The top three red flag signs of a toxic workplace
Looking for a new job and watch to avoid working for a toxic company? Here are three red flags for a toxic workplace.
We all spend too long at work to get caught up in the endless drama of a toxic company. Whether it’s a culture of backbiting and tension or apathy and lethargy, working with toxic colleagues (or even for a narcissist) being in a workplace that’s terminally toxic can not only set back your career ambitions but also have a huge impact on your general health and happiness.
A new guide from Resume.io has some advice on how to spot the red flag signs of a toxic workplace, so here are the top three things you need to look out for when going for a new job.
1) They’re disorganised
This is an easy one to overlook if you’re enthusiastic about a job. The company looks great, the role seems perfect so who cares if it takes them a while after the closing date for applications to invite you for an interview?
But what happens if you then get to their office for an interview and they’re not expecting you? And then the interview starts late? These things can happen, of course, but they could be warning signs of general chaos that you don’t want to be a part of.
2) The interviewer is unimpressive
When you’re being interviewed, your focus is mostly on the impression you’re making. The power seems to lie in their hands, not yours. But the reality is that you need to be assessing them just as much as they’re assessing you.
If the interviewer seems like they’re bluffing their way through their questions or comes across as rude or not interested in you, these are major warning signs.

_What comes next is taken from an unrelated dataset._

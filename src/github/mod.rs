pub mod client;

pub use client::GitHubClient;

3) It feels like they’re hiding something
Companies with a toxic workplace know that they can’t let you find that out if they want to hire you. So they won’t want you to have much of a tour of their workplace, but you can still find out more for yourself. If the interviewer is vague and evasive when you ask questions, this is normally because they have something to hide.
These tips should give you an indication of the things to look out for to make sure you don’t end up taking a dream job that turns into a nightmare when you actually start.